Starting at the top of the data and ending with the line that holds "#[derive(Clone, Copy, Debug, Default, PartialEq, Eq, Hash)]", transcribe each line exactly; include both ends.

_Records_.
==========

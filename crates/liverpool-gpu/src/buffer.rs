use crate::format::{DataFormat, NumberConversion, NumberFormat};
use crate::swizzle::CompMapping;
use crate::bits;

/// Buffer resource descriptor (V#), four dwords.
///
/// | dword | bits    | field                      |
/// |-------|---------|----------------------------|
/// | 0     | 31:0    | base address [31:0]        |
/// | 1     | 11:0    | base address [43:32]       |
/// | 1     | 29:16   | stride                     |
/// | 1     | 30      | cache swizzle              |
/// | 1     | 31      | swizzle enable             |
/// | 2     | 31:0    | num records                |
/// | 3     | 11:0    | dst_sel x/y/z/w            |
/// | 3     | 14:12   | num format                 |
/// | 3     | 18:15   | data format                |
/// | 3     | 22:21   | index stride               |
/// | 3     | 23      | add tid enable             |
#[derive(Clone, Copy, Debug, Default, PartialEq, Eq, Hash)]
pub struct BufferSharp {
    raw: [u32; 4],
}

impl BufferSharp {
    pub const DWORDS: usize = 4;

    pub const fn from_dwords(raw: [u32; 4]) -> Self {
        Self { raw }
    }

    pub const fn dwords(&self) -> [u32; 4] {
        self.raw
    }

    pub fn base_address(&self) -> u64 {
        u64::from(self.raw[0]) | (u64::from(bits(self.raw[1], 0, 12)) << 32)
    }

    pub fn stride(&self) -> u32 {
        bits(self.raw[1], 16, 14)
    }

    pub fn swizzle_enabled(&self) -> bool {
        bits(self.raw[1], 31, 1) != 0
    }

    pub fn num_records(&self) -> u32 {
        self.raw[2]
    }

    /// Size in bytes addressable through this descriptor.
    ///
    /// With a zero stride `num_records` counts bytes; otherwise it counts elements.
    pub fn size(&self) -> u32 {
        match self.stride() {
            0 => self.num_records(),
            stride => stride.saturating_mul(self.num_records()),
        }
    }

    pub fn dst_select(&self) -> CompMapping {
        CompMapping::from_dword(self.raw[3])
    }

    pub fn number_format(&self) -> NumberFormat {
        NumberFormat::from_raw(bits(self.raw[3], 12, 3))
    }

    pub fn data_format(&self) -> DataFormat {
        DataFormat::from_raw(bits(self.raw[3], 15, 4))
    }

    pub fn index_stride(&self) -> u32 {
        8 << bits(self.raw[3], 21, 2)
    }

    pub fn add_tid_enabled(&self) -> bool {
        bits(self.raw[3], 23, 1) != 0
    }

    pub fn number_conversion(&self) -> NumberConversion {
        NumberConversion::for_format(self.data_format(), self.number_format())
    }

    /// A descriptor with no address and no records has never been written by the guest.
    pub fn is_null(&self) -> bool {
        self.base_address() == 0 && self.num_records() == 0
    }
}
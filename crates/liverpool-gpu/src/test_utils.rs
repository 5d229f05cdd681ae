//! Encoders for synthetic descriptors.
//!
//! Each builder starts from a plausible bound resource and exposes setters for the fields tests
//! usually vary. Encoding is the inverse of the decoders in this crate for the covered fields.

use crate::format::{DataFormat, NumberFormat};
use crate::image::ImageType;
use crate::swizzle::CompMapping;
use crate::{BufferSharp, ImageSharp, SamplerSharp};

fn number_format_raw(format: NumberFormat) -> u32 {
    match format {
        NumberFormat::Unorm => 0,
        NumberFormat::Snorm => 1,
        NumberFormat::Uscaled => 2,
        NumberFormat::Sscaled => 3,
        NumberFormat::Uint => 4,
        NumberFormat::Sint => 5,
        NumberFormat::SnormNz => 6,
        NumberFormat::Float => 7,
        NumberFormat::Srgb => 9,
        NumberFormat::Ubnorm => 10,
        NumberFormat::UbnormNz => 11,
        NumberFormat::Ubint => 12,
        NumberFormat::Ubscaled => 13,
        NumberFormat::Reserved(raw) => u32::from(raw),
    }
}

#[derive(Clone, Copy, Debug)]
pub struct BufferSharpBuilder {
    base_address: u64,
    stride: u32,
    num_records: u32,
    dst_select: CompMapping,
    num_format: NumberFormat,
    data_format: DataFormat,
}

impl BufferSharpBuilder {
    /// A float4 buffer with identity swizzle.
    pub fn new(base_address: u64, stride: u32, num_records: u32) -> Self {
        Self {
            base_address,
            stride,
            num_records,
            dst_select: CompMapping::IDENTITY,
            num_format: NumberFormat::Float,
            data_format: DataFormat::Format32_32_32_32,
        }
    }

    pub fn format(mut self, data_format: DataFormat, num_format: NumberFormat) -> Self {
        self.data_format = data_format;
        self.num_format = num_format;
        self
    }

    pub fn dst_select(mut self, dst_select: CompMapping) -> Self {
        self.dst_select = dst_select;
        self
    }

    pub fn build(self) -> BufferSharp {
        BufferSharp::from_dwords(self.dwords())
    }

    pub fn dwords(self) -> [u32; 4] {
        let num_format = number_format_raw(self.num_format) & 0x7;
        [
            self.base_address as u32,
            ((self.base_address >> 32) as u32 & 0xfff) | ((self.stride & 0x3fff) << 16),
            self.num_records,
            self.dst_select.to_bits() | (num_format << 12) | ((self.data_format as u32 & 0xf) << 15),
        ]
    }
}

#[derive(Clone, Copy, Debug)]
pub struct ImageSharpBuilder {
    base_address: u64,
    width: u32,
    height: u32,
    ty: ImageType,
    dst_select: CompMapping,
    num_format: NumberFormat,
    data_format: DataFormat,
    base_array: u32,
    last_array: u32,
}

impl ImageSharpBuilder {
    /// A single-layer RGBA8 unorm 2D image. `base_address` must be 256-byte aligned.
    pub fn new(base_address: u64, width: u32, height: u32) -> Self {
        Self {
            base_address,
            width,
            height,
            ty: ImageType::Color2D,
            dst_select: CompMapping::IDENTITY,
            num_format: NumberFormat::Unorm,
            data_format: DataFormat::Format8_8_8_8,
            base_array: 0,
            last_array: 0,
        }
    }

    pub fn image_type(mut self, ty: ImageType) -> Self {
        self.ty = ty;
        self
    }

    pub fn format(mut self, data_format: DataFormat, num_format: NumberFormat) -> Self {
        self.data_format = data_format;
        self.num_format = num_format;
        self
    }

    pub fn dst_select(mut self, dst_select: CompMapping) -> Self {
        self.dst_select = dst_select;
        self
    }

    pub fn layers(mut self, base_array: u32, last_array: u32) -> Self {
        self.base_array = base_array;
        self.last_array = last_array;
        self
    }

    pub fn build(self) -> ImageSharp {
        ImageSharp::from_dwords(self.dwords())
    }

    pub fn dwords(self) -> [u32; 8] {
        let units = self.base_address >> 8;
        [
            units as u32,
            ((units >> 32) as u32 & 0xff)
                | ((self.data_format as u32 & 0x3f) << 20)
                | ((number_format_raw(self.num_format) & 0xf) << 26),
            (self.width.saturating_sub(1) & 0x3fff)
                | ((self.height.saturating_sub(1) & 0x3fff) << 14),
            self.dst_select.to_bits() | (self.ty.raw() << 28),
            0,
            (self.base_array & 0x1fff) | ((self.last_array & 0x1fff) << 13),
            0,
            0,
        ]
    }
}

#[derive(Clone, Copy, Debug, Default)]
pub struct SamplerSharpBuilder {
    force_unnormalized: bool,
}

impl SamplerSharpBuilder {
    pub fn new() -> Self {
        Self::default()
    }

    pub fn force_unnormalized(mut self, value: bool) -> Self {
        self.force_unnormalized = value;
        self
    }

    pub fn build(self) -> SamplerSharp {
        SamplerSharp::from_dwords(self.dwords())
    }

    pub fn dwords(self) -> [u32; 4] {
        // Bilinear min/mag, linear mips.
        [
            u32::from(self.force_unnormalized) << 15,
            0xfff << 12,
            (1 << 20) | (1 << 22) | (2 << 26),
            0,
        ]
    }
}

==========

_Solution to this problem_.
filename crates/liverpool-gpu/src/buffer.rs
use crate::format::{DataFormat, NumberConversion, NumberFormat};
use crate::swizzle::CompMapping;
use crate::bits;

/// Buffer resource descriptor (V#), four dwords.
///
/// | dword | bits    | field                      |
/// |-------|---------|----------------------------|
/// | 0     | 31:0    | base address [31:0]        |
/// | 1     | 11:0    | base address [43:32]       |
/// | 1     | 29:16   | stride                     |
/// | 1     | 30      | cache swizzle              |
/// | 1     | 31      | swizzle enable             |
/// | 2     | 31:0    | num records                |
/// | 3     | 11:0    | dst_sel x/y/z/w            |
/// | 3     | 14:12   | num format                 |
/// | 3     | 18:15   | data format                |
/// | 3     | 22:21   | index stride               |
/// | 3     | 23      | add tid enable             |
#[derive(Clone, Copy, Debug, Default, PartialEq, Eq, Hash)]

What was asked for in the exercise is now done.